His death was confirmed by the New York Post, where Barnes had served as chief drama and dance critic since 1977.

"Clive Barnes was a genuine legend," said Col Allan, editor-in-chief of the Post, in a news release. "For 30 years as a critic for the New York Post he wrote with honesty and a delightful whimsy. Clive's colleagues and the readers he served for so long are impoverished by his passing."

Barnes was born in London in 1927, studied at Oxford University and worked as music, dance, drama and film critic at the Daily Express from 1956 through 1965. He also was dance critic for the Spectator. In 1965, he was hired as chief dance critic of the New York Times. Two years later, he was named chief drama critic.

Barnes also was a dance historian and biographer of choreographers Frederick Ashton and Rudolf Nureyev, among others, as well as a longtime columnist for Dance magazine.

As the Times' critic during the Vietnam War era, when Broadway and off-Broadway were responding to tumultuous social changes, Barnes became a household name among culture watchers. From "Hair" in 1967 through "A Chorus Line" in 1975, he was arguably the country's most influential drama critic. An unabashed enthusiast, he could be effusive when he liked a show, withering -- but rarely vicious or snide -- when he didn't.

"The conservative word for 'A Chorus Line' might be tremendous, or perhaps terrific," he wrote in his May 22, 1975, review of the show, which was first presented by Joseph Papp's Public Theater before moving to Broadway. Michael Bennett's "choreography and direction burn up superlatives as if they were inflammable. In no way could it have been better done."

Papp had no hesitation about calling Barnes on the carpet when he was unhappy with a review. The producer once telephoned him in the middle of the night to unload an obscenity-filled diatribe. Another time, he threw peanut shells at Barnes in the lobby of the Public Theater, according to a biography by Helen Epstein, "Joe Papp: An American Life."
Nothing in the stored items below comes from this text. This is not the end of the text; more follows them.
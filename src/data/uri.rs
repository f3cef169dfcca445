//! Data uri grammar: `path[?format=<fmt>][#cachePrefix[:cachePrefix...]]`.

use crate::error::ConfigurationError;

/// A parsed data uri.
#[derive(Debug, Clone, PartialEq, Eq)]
pub struct DataUri {
    /// File path of the input data.
    pub path: String,
    /// Value of the `format` uri parameter, if present.
    pub format: Option<String>,
    /// Cache prefix list after `#`, still `:`-separated.
    pub cache: Option<String>,
}

/// Split a data uri into path, format parameter and cache prefix.
///
/// Only one `#` is allowed; the part after it names the cache file(s).
pub fn parse_uri(uri: &str) -> Result<DataUri, ConfigurationError> {
    let (front, cache) = match uri.split_once('#') {
        Some((front, cache)) => {
            if cache.contains('#') {
                return Err(ConfigurationError::MalformedUri {
                    uri: uri.to_owned(),
                    reason: "only one `#` is allowed in a cache file specification".to_owned(),
                });
            }
            (front, Some(cache.to_owned()))
        }
        None => (uri, None),
    };

    let (path, format) = match front.split_once('?') {
        Some((path, query)) => {
            let mut format = None;
            for kv in query.split('&') {
                match kv.split_once('=') {
                    Some(("format", v)) => format = Some(v.to_owned()),
                    _ => {
                        return Err(ConfigurationError::MalformedUri {
                            uri: uri.to_owned(),
                            reason: format!("unrecognized uri parameter {kv:?}"),
                        })
                    }
                }
            }
            (path, format)
        }
        None => (front, None),
    };

    Ok(DataUri {
        path: path.to_owned(),
        format,
        cache,
    })
}

/// Rewrite each `:`-separated cache shard for a row-split load by inserting
/// `.r{rank}-{world_size}` before its file extension, so concurrent workers
/// never collide on cache files.
///
/// Only the final path component is searched for an extension; dots in
/// directory names are left alone.
pub fn rewrite_cache_shards(cache: &str, rank: usize, world_size: usize) -> String {
    cache
        .split(':')
        .map(|shard| match extension_dot(shard) {
            Some(pos) => format!(
                "{}.r{}-{}{}",
                &shard[..pos],
                rank,
                world_size,
                &shard[pos..]
            ),
            None => format!("{shard}.r{rank}-{world_size}"),
        })
        .collect::<Vec<_>>()
        .join(":")
}

/// Byte position of the extension dot within the last path component.
fn extension_dot(shard: &str) -> Option<usize> {
    let name_start = shard.rfind('/').map_or(0, |p| p + 1);
    shard[name_start..].rfind('.').map(|p| name_start + p)
}

#[cfg(test)]
mod tests {
    use super::*;

    #[test]
    fn plain_path() {
        let u = parse_uri("data/train.libsvm").unwrap();
        assert_eq!(u.path, "data/train.libsvm");
        assert_eq!(u.format, None);
        assert_eq!(u.cache, None);
    }

    #[test]
    fn format_and_cache() {
        let u = parse_uri("train.txt?format=csv#cache/train").unwrap();
        assert_eq!(u.path, "train.txt");
        assert_eq!(u.format.as_deref(), Some("csv"));
        assert_eq!(u.cache.as_deref(), Some("cache/train"));
    }

    #[test]
    fn multiple_cache_shards() {
        let u = parse_uri("train.csv#a:b:c").unwrap();
        assert_eq!(u.cache.as_deref(), Some("a:b:c"));
    }

    #[test]
    fn two_hashes_rejected() {
        let err = parse_uri("train.csv#a#b").unwrap_err();
        assert!(matches!(err, ConfigurationError::MalformedUri { .. }));
    }

    #[test]
    fn unknown_parameter_rejected() {
        let err = parse_uri("train.csv?label_column=0").unwrap_err();
        assert!(matches!(err, ConfigurationError::MalformedUri { .. }));
    }

    #[test]
    fn shard_rewrite_without_extension() {
        assert_eq!(rewrite_cache_shards("cache/shard", 2, 4), "cache/shard.r2-4");
    }

    #[test]
    fn shard_rewrite_with_extension() {
        assert_eq!(
            rewrite_cache_shards("cache/shard.page", 0, 2),
            "cache/shard.r0-2.page"
        );
    }

    #[test]
    fn shard_rewrite_multiple() {
        assert_eq!(
            rewrite_cache_shards("a.bin:b", 1, 3),
            "a.r1-3.bin:b.r1-3"
        );
    }

    #[test]
    fn shard_rewrite_ignores_dotted_directories() {
        assert_eq!(
            rewrite_cache_shards("run.v2/shard", 0, 2),
            "run.v2/shard.r0-2"
        );
    }
}
use std::sync::Arc;

use time::OffsetDateTime;

use crate::clock::{Clock, SystemClock};
use crate::MetricsConfig;

/// Everything an evaluation needs besides the entity: the backend, a clock
/// and the runtime configuration.
pub struct MetricsContext<'a, B> {
    backend: &'a B,
    clock: Arc<dyn Clock>,
    config: MetricsConfig,
}

impl<'a, B> MetricsContext<'a, B> {
    pub fn new(backend: &'a B) -> Self {
        Self {
            backend,
            clock: Arc::new(SystemClock),
            config: MetricsConfig::default(),
        }
    }

    pub fn with_clock(mut self, clock: Arc<dyn Clock>) -> Self {
        self.clock = clock;
        self
    }

    pub fn with_config(mut self, config: MetricsConfig) -> Self {
        self.config = config;
        self
    }

    pub fn backend(&self) -> &'a B {
        self.backend
    }

    pub fn config(&self) -> &MetricsConfig {
        &self.config
    }

    pub fn now(&self) -> OffsetDateTime {
        self.clock.now()
    }
}
use std::sync::{Mutex, PoisonError};

use time::format_description::well_known::Rfc3339;
use time::{Duration, OffsetDateTime, UtcOffset};

use crate::{MetricsError, MetricsResult};

pub trait Clock: Send + Sync {
    fn now(&self) -> OffsetDateTime;
}

#[derive(Clone, Copy, Debug, Default)]
pub struct SystemClock;

impl Clock for SystemClock {
    fn now(&self) -> OffsetDateTime {
        OffsetDateTime::now_utc()
    }
}

/// Clock that only moves when told to.
#[derive(Debug)]
pub struct ManualClock {
    now: Mutex<OffsetDateTime>,
}

impl ManualClock {
    pub fn new(start: OffsetDateTime) -> Self {
        Self {
            now: Mutex::new(start),
        }
    }

    pub fn set(&self, at: OffsetDateTime) {
        *self.now.lock().unwrap_or_else(PoisonError::into_inner) = at;
    }

    pub fn advance(&self, by: Duration) {
        let mut guard = self.now.lock().unwrap_or_else(PoisonError::into_inner);
        *guard += by;
    }
}

impl Clock for ManualClock {
    fn now(&self) -> OffsetDateTime {
        *self.now.lock().unwrap_or_else(PoisonError::into_inner)
    }
}

pub fn format_timestamp(at: OffsetDateTime) -> MetricsResult<String> {
    at.to_offset(UtcOffset::UTC)
        .format(&Rfc3339)
        .map_err(|err| MetricsError::invalid(format!("format timestamp: {err}")))
}

pub fn parse_timestamp(raw: &str) -> Option<OffsetDateTime> {
    OffsetDateTime::parse(raw, &Rfc3339).ok()
}

#[cfg(test)]
mod tests {
    use super::{format_timestamp, parse_timestamp, Clock, ManualClock};
    use time::{Duration, OffsetDateTime};

    #[test]
    fn manual_clock_advances() {
        let start = OffsetDateTime::from_unix_timestamp(1_700_000_000).expect("start");
        let clock = ManualClock::new(start);
        clock.advance(Duration::hours(2));
        assert_eq!(clock.now() - start, Duration::hours(2));
    }

    #[test]
    fn timestamps_parse_back() {
        let at = OffsetDateTime::from_unix_timestamp(1_700_000_000).expect("at");
        let raw = format_timestamp(at).expect("format");
        assert_eq!(raw, "2023-11-14T22:13:20Z");
        assert_eq!(parse_timestamp(&raw), Some(at));
        assert_eq!(parse_timestamp("yesterday"), None);
    }
}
Barnes made a point of writing in a conversational manner and of being accessible to readers, always keeping his home telephone number listed in the phone book. He was unafraid of admitting that a work of political or avant-garde dance or drama simply eluded his understanding, rather than simply attacking it for being bad art.

His last theater review for the Post, of a Broadway revival of David Mamet's "Speed-the-Plow," was published Oct. 24 and typified his verve.

"The performances catch the play on the wind," Barnes wrote. He was especially taken with actress Elisabeth Moss, whom he described as "slithering through the play's undergrowth like a grass snake."

"Twenty years ago, I thought no cast could match the original trio of Joe Mantegna, Ron Silver and [what a surprise she could stand still, let alone act] Madonna," Barnes wrote. "I was wrong. For its acting alone, this new 'Speed-the-Plow' is a must-see."

Barnes is survived by his fourth wife, Valerie Taylor, a son, Christopher, of London, a daughter, Maya, of Woodstock, N.Y., and two grandchildren.